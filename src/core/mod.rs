pub mod constants;
pub mod gallery;
pub mod geometry;
pub mod scramble;
pub mod tilt;

pub use gallery::{GalleryEngine, GalleryLayout};
pub use scramble::ScrambleEngine;
pub use tilt::{GlowVars, Rotation, TiltConfig, TiltEngine};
+===+
[What is required]
Copy each line above that has the word "tilt".

[Solution to the exercise]
pub mod tilt;
pub use tilt::{GlowVars, Rotation, TiltConfig, TiltEngine};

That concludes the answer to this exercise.